Apparatus: The Rasārṇavakalpa, like other texts on rasaśāstra (the science of mercury/alchemy), contains descriptions—albeit a limited number—of apparatus and their uses in processing metals and minerals. Such apparatus include the medinī (for heating mercury with mica), pātāla and tailayantra (for the extraction of oil from vegetable substances), and two kinds of mūṣā (open and closed crucibles).
Of these, the medinī and pātāla do not appear to have been described in considerable detail in other well-known texts. The dolā, bhūdhara, vidyādhara, and vālukā are among the commonly used apparatus mentioned in rasaśāstra texts. Regarding the puṭas, which involve prolonged heating to reduce a substance into a fine, palpable, and efficacious powder of a specific particle size, the Rasārṇavakalpa mentions only three: the gajapuṭa, gajendrapuṭa, and kharparapuṭa. The latter may correspond to the bhāṇḍapuṭa described in the Rasaratnasamuccaya, as both kharpara and bhāṇḍa denote the same thing—an earthen vessel.
Alongside the apparatus, the Rasārṇavakalpa provides experimental details in an elaborate way. These include rubbing (mardana) in a khalva (mortar), roasting (dhamana, puṭapāka), heating (tāpana), steaming (svedana), digestion (pācana), calcination (jāraṇa), and filtration (gālana). In particular, more processing details are given regarding the treatment of mercury and the purification of a few other metals and minerals. In this respect, the Rasārṇavakalpa aligns with other standard works on rasaśāstra.
Although the Rasārṇavakalpa places a prominent position on the use of medicinally beneficial plants, it simultaneously emphasizes the use of metallic preparations, minerals, and allied natural products. However, the text does not contain a systematic classification of these substances as found in texts like the Rasārṇava or Rasaratnasamuccaya. Attempts at classifying chemical substances seem to be a later development, involving categories like mahārasas, uparasas, sādhāraṇarasas, dhātus (metals), precious stones, and poisons. Even the knowledge of the preparation and purification of metallic compounds is found in a more advanced stage in those texts than in the Rasārṇavakalpa. Nevertheless, their uses, as mentioned in the Rasārṇavakalpa, are similar to those in the advanced texts.

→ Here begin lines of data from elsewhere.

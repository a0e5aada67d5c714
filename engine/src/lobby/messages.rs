//! Lobby actor message types.
//!
//! Grounded on the teacher's `table::messages::TableMessage` — a flat
//! message enum, one variant per command, each carrying a
//! `oneshot::Sender` for its reply — generalized to cover both games'
//! actions through one [`PlayerCommand`] union instead of the teacher's
//! poker-only `Action`.

use serde::{Deserialize, Serialize};
use tokio::sync::oneshot;

use crate::broadcast::LobbySnapshot;
use crate::cards::uno::{CardId, Color};
use crate::error::EngineResult;
use crate::identity::{PlayerInfo, UserId};
use crate::poker::{PokerAction, Usd};

#[derive(Clone, Debug, Deserialize, Serialize)]
#[serde(tag = "kind", rename_all = "camelCase")]
pub enum PlayerCommand {
    Poker {
        action: PokerAction,
        amount: Option<Usd>,
    },
    UnoPlay {
        card_id: CardId,
        chosen_color: Option<Color>,
    },
    UnoDraw,
    UnoPass,
    UnoCallUno,
    UnoCatchUno,
}

#[derive(Debug)]
pub struct PeekSnapshot {
    pub player_count: usize,
    pub status: String,
    pub max_players: usize,
}

#[derive(Debug)]
pub enum LobbyMessage {
    Join {
        user: UserId,
        info: PlayerInfo,
        response: oneshot::Sender<EngineResult<LobbySnapshot>>,
    },
    Leave {
        user: UserId,
        response: oneshot::Sender<EngineResult<()>>,
    },
    StartGame {
        user: UserId,
        response: oneshot::Sender<EngineResult<()>>,
    },
    PlayerAction {
        user: UserId,
        command: PlayerCommand,
        response: oneshot::Sender<EngineResult<()>>,
    },
    GetState {
        user: UserId,
        response: oneshot::Sender<EngineResult<LobbySnapshot>>,
    },
    EndLobby {
        user: UserId,
        response: oneshot::Sender<EngineResult<()>>,
    },
    RevealCards {
        user: UserId,
        reveal: bool,
        response: oneshot::Sender<EngineResult<()>>,
    },
    Subscribe {
        user: UserId,
        sender: tokio::sync::mpsc::Sender<LobbySnapshot>,
    },
    Disconnect {
        user: UserId,
        response: oneshot::Sender<EngineResult<()>>,
    },
    Peek {
        response: oneshot::Sender<EngineResult<PeekSnapshot>>,
    },
    Tick,
}
//! Engine-level configuration, loaded from environment variables.
//!
//! Mirrors the teacher's `pp_server::config::ServerConfig::from_env`
//! pattern (`parse_env_or` helper, a `validate()` pass run after
//! loading, a `thiserror` error enum) but scoped to what the engine core
//! itself needs — no JWT/pepper/database fields, since those belong to
//! the hosting shell, not the game-state engine.

use std::time::Duration;

use thiserror::Error;

/// Default seat cap per lobby.
pub const DEFAULT_MAX_PLAYERS: usize = 8;

#[derive(Debug, Clone)]
pub struct EngineConfig {
    pub max_players: usize,
    pub small_blind: u32,
    pub big_blind: u32,
    pub turn_timeout: Duration,
    pub reconnect_grace: Duration,
}

impl EngineConfig {
    /// Loads configuration from the environment, falling back to the
    /// teacher-style defaults on anything unset or unparsable.
    pub fn from_env() -> Result<Self, ConfigError> {
        let config = Self {
            max_players: parse_env_or("TABLEHALL_MAX_PLAYERS", DEFAULT_MAX_PLAYERS),
            small_blind: parse_env_or("TABLEHALL_SMALL_BLIND", 5),
            big_blind: parse_env_or("TABLEHALL_BIG_BLIND", 10),
            turn_timeout: Duration::from_secs(parse_env_or("TABLEHALL_TURN_TIMEOUT_SECS", 30)),
            reconnect_grace: Duration::from_secs(parse_env_or("TABLEHALL_RECONNECT_GRACE_SECS", 15)),
        };
        config.validate()?;
        Ok(config)
    }

    pub fn validate(&self) -> Result<(), ConfigError> {
        if self.big_blind <= self.small_blind {
            return Err(ConfigError::Invalid {
                var: "TABLEHALL_BIG_BLIND".to_string(),
                reason: format!("must be greater than small blind ({})", self.small_blind),
            });
        }
        if !(2..=23).contains(&self.max_players) {
            return Err(ConfigError::Invalid {
                var: "TABLEHALL_MAX_PLAYERS".to_string(),
                reason: "must be between 2 and 23 (max players with a 52-card deck)".to_string(),
            });
        }
        Ok(())
    }
}

impl Default for EngineConfig {
    fn default() -> Self {
        Self {
            max_players: DEFAULT_MAX_PLAYERS,
            small_blind: 5,
            big_blind: 10,
            turn_timeout: Duration::from_secs(30),
            reconnect_grace: Duration::from_secs(15),
        }
    }
}

#[derive(Debug, Error)]
pub enum ConfigError {
    #[error("invalid configuration for {var}: {reason}")]
    Invalid { var: String, reason: String },
}

fn parse_env_or<T>(key: &str, default: T) -> T
where
    T: std::str::FromStr,
{
    std::env::var(key)
        .ok()
        .and_then(|v| v.parse().ok())
        .unwrap_or(default)
}

#[cfg(test)]
mod tests {
    use super::*;

    #[test]
    fn default_config_validates() {
        EngineConfig::default().validate().unwrap();
    }

    #[test]
    fn big_blind_must_exceed_small_blind() {
        let mut config = EngineConfig::default();
        config.big_blind = config.small_blind;
        assert!(config.validate().is_err());
    }
}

Of the chemical substances described in the Rasārṇavakalpa, the following deserve special mention: abhra or gagana (mica), gandhaka or gandhapāṣāṇa (sulphur), hiṅgula or darada (cinnabar), kānta (loadstone), mākṣika (gold-pyrites), narasāra (sal-ammoniac), nāga (lead), rasa, sūta, pārada, liṅga (mercury), rasaka (calamine), śilā, kunāṭī or manaḥśilā (realgar), śulva (copper), tālaka (orpiment), ṭaṅkaṇa (borax), tāpya (iron-pyrites), and tuttha (copper sulphate). The nomenclature here is similar to that found in later texts.

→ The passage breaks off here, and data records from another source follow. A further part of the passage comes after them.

//! Problem configuration, variable indexing and decoded schedules.
//!
//! A problem is a rectangular assignment grid: `n_entities` rows (nurses,
//! reviewers, workers) by `n_slots` columns (days, bills, shifts). Each
//! cell is one binary variable; [`VariableIndexer`] is the bijection between
//! cells and the flat variable ids the QUBO is written over.

use std::collections::BTreeMap;

use crate::constraints::Constraint;
use crate::error::Error;
use crate::qubo::Qubo;

/// Bijection between `(entity, slot)` cells and flat variable indices.
///
/// The flat index is `entity * n_slots + slot`, so all of an entity's slots
/// are contiguous and the inverse is a div/mod pair.
///
/// # Examples
///
/// ```
/// use qubo_scheduling::domain::VariableIndexer;
///
/// let indexer = VariableIndexer::new(3, 11);
/// assert_eq!(indexer.n_variables(), 33);
/// assert_eq!(indexer.to_index(1, 4).unwrap(), 15);
/// assert_eq!(indexer.from_index(15).unwrap(), (1, 4));
/// assert!(indexer.to_index(3, 0).is_err());
/// ```
#[derive(Debug, Clone, Copy, PartialEq, Eq)]
pub struct VariableIndexer {
    n_entities: usize,
    n_slots: usize,
}

impl VariableIndexer {
    /// Creates an indexer for an `n_entities x n_slots` grid.
    pub fn new(n_entities: usize, n_slots: usize) -> Self {
        Self { n_entities, n_slots }
    }

    /// Returns the number of entities (grid rows).
    pub fn n_entities(&self) -> usize {
        self.n_entities
    }

    /// Returns the number of slots (grid columns).
    pub fn n_slots(&self) -> usize {
        self.n_slots
    }

    /// Returns the total number of binary variables.
    pub fn n_variables(&self) -> usize {
        self.n_entities * self.n_slots
    }

    /// Maps a cell to its flat variable index.
    pub fn to_index(&self, entity: usize, slot: usize) -> Result<usize, Error> {
        if entity >= self.n_entities {
            return Err(Error::Domain(format!(
                "entity {} out of range for {} entities",
                entity, self.n_entities
            )));
        }
        if slot >= self.n_slots {
            return Err(Error::Domain(format!(
                "slot {} out of range for {} slots",
                slot, self.n_slots
            )));
        }
        Ok(entity * self.n_slots + slot)
    }

    /// Maps a flat variable index back to its `(entity, slot)` cell.
    pub fn from_index(&self, index: usize) -> Result<(usize, usize), Error> {
        if index >= self.n_variables() {
            return Err(Error::Domain(format!(
                "variable index {} out of range for {} variables",
                index,
                self.n_variables()
            )));
        }
        Ok((index / self.n_slots, index % self.n_slots))
    }
}

/// A decoded assignment grid: `grid[entity][slot]` is `true` when the
/// entity is assigned to the slot.
#[derive(Debug, Clone, PartialEq, Eq)]
pub struct Schedule {
    grid: Vec<Vec<bool>>,
}

impl Schedule {
    /// Decodes a sampler result into an assignment grid.
    ///
    /// `bits` maps flat variable indices to 0/1 values; absent indices and
    /// zero bits leave their cell unassigned, so an empty sample decodes to
    /// the empty grid. An index outside the problem fails with
    /// [`Error::Decode`].
    ///
    /// # Examples
    ///
    /// ```
    /// use std::collections::BTreeMap;
    /// use qubo_scheduling::domain::{Schedule, VariableIndexer};
    ///
    /// let indexer = VariableIndexer::new(2, 3);
    /// let bits = BTreeMap::from([(0, 1u8), (5, 1u8), (2, 0u8)]);
    /// let schedule = Schedule::from_sample(&bits, &indexer).unwrap();
    /// assert!(schedule.is_assigned(0, 0));
    /// assert!(schedule.is_assigned(1, 2));
    /// assert!(!schedule.is_assigned(0, 2));
    /// ```
    pub fn from_sample(
        bits: &BTreeMap<usize, u8>,
        indexer: &VariableIndexer,
    ) -> Result<Self, Error> {
        let mut grid = vec![vec![false; indexer.n_slots()]; indexer.n_entities()];
        for (&index, &bit) in bits {
            if bit == 0 {
                continue;
            }
            let (entity, slot) = indexer.from_index(index).map_err(|_| {
                Error::Decode(format!(
                    "sample index {} is outside the {}-variable problem",
                    index,
                    indexer.n_variables()
                ))
            })?;
            grid[entity][slot] = true;
        }
        Ok(Self { grid })
    }

    /// Builds a schedule from an explicit grid, e.g. one submitted for
    /// analysis. All rows must have the same length.
    pub fn from_grid(grid: Vec<Vec<bool>>) -> Result<Self, Error> {
        if let Some(first) = grid.first() {
            let width = first.len();
            if grid.iter().any(|row| row.len() != width) {
                return Err(Error::Domain(
                    "schedule grid rows must all have the same length".into(),
                ));
            }
        }
        Ok(Self { grid })
    }

    /// Returns the number of entities (grid rows).
    pub fn n_entities(&self) -> usize {
        self.grid.len()
    }

    /// Returns the number of slots (grid columns).
    pub fn n_slots(&self) -> usize {
        self.grid.first().map(Vec::len).unwrap_or(0)
    }

    /// Returns `true` if the entity is assigned to the slot. Out-of-range
    /// cells read as unassigned.
    pub fn is_assigned(&self, entity: usize, slot: usize) -> bool {
        self.grid
            .get(entity)
            .and_then(|row| row.get(slot))
            .copied()
            .unwrap_or(false)
    }

    /// Iterates all assigned `(entity, slot)` cells in row-major order.
    pub fn assignments(&self) -> impl Iterator<Item = (usize, usize)> + '_ {
        self.grid.iter().enumerate().flat_map(|(entity, row)| {
            row.iter()
                .enumerate()
                .filter(|(_, &assigned)| assigned)
                .map(move |(slot, _)| (entity, slot))
        })
    }

    /// Returns how many slots each entity is assigned to.
    pub fn assignment_counts(&self) -> Vec<usize> {
        self.grid
            .iter()
            .map(|row| row.iter().filter(|&&assigned| assigned).count())
            .collect()
    }

    /// Returns the raw grid.
    pub fn grid(&self) -> &[Vec<bool>] {
        &self.grid
    }
}

/// An immutable scheduling problem: grid shape, display labels and the
/// constraints to encode.
///
/// # Examples
///
/// ```
/// use qubo_scheduling::constraints::Constraint;
/// use qubo_scheduling::domain::Problem;
///
/// let problem = Problem::builder("Nurse rostering", 3, 11)
///     .with_constraint(Constraint::consecutive_exclusion(3.5))
///     .with_constraint(Constraint::slot_coverage(1.3, 1.0))
///     .build()
///     .unwrap();
/// assert_eq!(problem.n_variables(), 33);
/// assert_eq!(problem.constraints().len(), 2);
/// ```
#[derive(Debug, Clone)]
pub struct Problem {
    name: String,
    n_entities: usize,
    n_slots: usize,
    entity_labels: Vec<String>,
    constraints: Vec<Constraint>,
}

impl Problem {
    /// Starts building a problem over an `n_entities x n_slots` grid.
    pub fn builder(name: impl Into<String>, n_entities: usize, n_slots: usize) -> ProblemBuilder {
        ProblemBuilder {
            name: name.into(),
            n_entities,
            n_slots,
            entity_labels: None,
            constraints: Vec::new(),
        }
    }

    /// Returns the problem name.
    pub fn name(&self) -> &str {
        &self.name
    }

    /// Returns the number of entities (grid rows).
    pub fn n_entities(&self) -> usize {
        self.n_entities
    }

    /// Returns the number of slots (grid columns).
    pub fn n_slots(&self) -> usize {
        self.n_slots
    }

    /// Returns the total number of binary variables.
    pub fn n_variables(&self) -> usize {
        self.n_entities * self.n_slots
    }

    /// Returns the display label for each entity.
    pub fn entity_labels(&self) -> &[String] {
        &self.entity_labels
    }

    /// Returns the configured constraints in declaration order.
    pub fn constraints(&self) -> &[Constraint] {
        &self.constraints
    }

    /// Returns the variable indexer for this problem's grid.
    pub fn indexer(&self) -> VariableIndexer {
        VariableIndexer::new(self.n_entities, self.n_slots)
    }

    /// Encodes all constraints into one QUBO model.
    ///
    /// Families are encoded independently and merged in declaration order,
    /// so the result is deterministic for a given problem.
    pub fn build_qubo(&self) -> Result<Qubo, Error> {
        crate::constraints::encode(self)
    }
}

/// Builder for [`Problem`]. Validation happens in [`ProblemBuilder::build`],
/// before any coefficient is generated.
#[derive(Debug, Clone)]
pub struct ProblemBuilder {
    name: String,
    n_entities: usize,
    n_slots: usize,
    entity_labels: Option<Vec<String>>,
    constraints: Vec<Constraint>,
}

impl ProblemBuilder {
    /// Sets display labels for the entities; must match the entity count.
    pub fn with_entity_labels(mut self, labels: Vec<String>) -> Self {
        self.entity_labels = Some(labels);
        self
    }

    /// Appends a constraint. Declaration order is the merge order.
    pub fn with_constraint(mut self, constraint: Constraint) -> Self {
        self.constraints.push(constraint);
        self
    }

    /// Validates the configuration and builds the problem.
    pub fn build(self) -> Result<Problem, Error> {
        if self.n_entities == 0 {
            return Err(Error::Configuration(
                "problem must have at least one entity".into(),
            ));
        }
        if self.n_slots == 0 {
            return Err(Error::Configuration(
                "problem must have at least one slot".into(),
            ));
        }
        let entity_labels = match self.entity_labels {
            Some(labels) => {
                if labels.len() != self.n_entities {
                    return Err(Error::Configuration(format!(
                        "expected {} entity labels, got {}",
                        self.n_entities,
                        labels.len()
                    )));
                }
                labels
            }
            None => (0..self.n_entities)
                .map(|entity| format!("Entity {}", entity))
                .collect(),
        };
        for constraint in &self.constraints {
            constraint.validate(self.n_entities, self.n_slots)?;
        }
        Ok(Problem {
            name: self.name,
            n_entities: self.n_entities,
            n_slots: self.n_slots,
            entity_labels,
            constraints: self.constraints,
        })
    }
}

#[cfg(test)]
mod tests {
    use super::*;

    #[test]
    fn test_indexer_roundtrip_covers_every_cell() {
        let indexer = VariableIndexer::new(4, 7);
        let mut seen = vec![false; indexer.n_variables()];
        for entity in 0..4 {
            for slot in 0..7 {
                let index = indexer.to_index(entity, slot).unwrap();
                assert_eq!(index, entity * 7 + slot);
                assert_eq!(indexer.from_index(index).unwrap(), (entity, slot));
                assert!(!seen[index], "index {} mapped twice", index);
                seen[index] = true;
            }
        }
        assert!(seen.into_iter().all(|hit| hit));
    }

    #[test]
    fn test_indexer_rejects_out_of_range() {
        let indexer = VariableIndexer::new(3, 11);
        assert!(matches!(indexer.to_index(3, 0), Err(Error::Domain(_))));
        assert!(matches!(indexer.to_index(0, 11), Err(Error::Domain(_))));
        assert!(matches!(indexer.from_index(33), Err(Error::Domain(_))));
    }

    #[test]
    fn test_zero_sized_indexer_has_empty_domain() {
        let indexer = VariableIndexer::new(0, 5);
        assert_eq!(indexer.n_variables(), 0);
        assert!(indexer.to_index(0, 0).is_err());
        assert!(indexer.from_index(0).is_err());
    }

    #[test]
    fn test_decode_sets_only_nonzero_bits() {
        let indexer = VariableIndexer::new(3, 4);
        let bits = BTreeMap::from([(0, 1u8), (7, 1u8), (9, 0u8)]);
        let schedule = Schedule::from_sample(&bits, &indexer).unwrap();

        assert!(schedule.is_assigned(0, 0));
        assert!(schedule.is_assigned(1, 3));
        assert!(!schedule.is_assigned(2, 1));
        assert_eq!(schedule.assignment_counts(), vec![1, 1, 0]);
        assert_eq!(
            schedule.assignments().collect::<Vec<_>>(),
            vec![(0, 0), (1, 3)]
        );
    }

    #[test]
    fn test_decode_empty_sample_is_empty_grid() {
        let indexer = VariableIndexer::new(2, 2);
        let schedule = Schedule::from_sample(&BTreeMap::new(), &indexer).unwrap();
        assert_eq!(schedule.assignment_counts(), vec![0, 0]);
    }

    #[test]
    fn test_decode_rejects_foreign_index() {
        let indexer = VariableIndexer::new(2, 3);
        let bits = BTreeMap::from([(6, 1u8)]);
        assert!(matches!(
            Schedule::from_sample(&bits, &indexer),
            Err(Error::Decode(_))
        ));
    }

    #[test]
    fn test_decode_is_idempotent() {
        let indexer = VariableIndexer::new(3, 11);
        let bits = BTreeMap::from([(0, 1u8), (12, 1u8), (32, 1u8)]);
        let first = Schedule::from_sample(&bits, &indexer).unwrap();
        let second = Schedule::from_sample(&bits, &indexer).unwrap();
        assert_eq!(first, second);
    }

    #[test]
    fn test_from_grid_rejects_ragged_rows() {
        let grid = vec![vec![true, false], vec![true]];
        assert!(matches!(Schedule::from_grid(grid), Err(Error::Domain(_))));
    }

    #[test]
    fn test_builder_rejects_zero_axes() {
        assert!(matches!(
            Problem::builder("empty", 0, 5).build(),
            Err(Error::Configuration(_))
        ));
        assert!(matches!(
            Problem::builder("empty", 5, 0).build(),
            Err(Error::Configuration(_))
        ));
    }

    #[test]
    fn test_builder_checks_label_count() {
        let result = Problem::builder("labels", 3, 2)
            .with_entity_labels(vec!["A".into(), "B".into()])
            .build();
        assert!(matches!(result, Err(Error::Configuration(_))));
    }

    #[test]
    fn test_builder_generates_default_labels() {
        let problem = Problem::builder("plain", 2, 2).build().unwrap();
        assert_eq!(problem.entity_labels(), ["Entity 0", "Entity 1"]);
    }
}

a. In the dolāyantra, the substance is tied in cloth and suspended by a rod placed across a pot half-filled with the desired liquid.
b. The bhūdharayantra is a simple closed crucible containing chemical substances, kept inside a mass of sand and heated from the outside by burning cow-dung cakes.
c. In the vidyādharayantra, two pots are placed one above the other. The upper one contains cold water, and the lower one, containing cinnabar, is heated to obtain mercury.
d. The vālukāyantra is a sand bath used for heating substances uniformly over an unusually long time.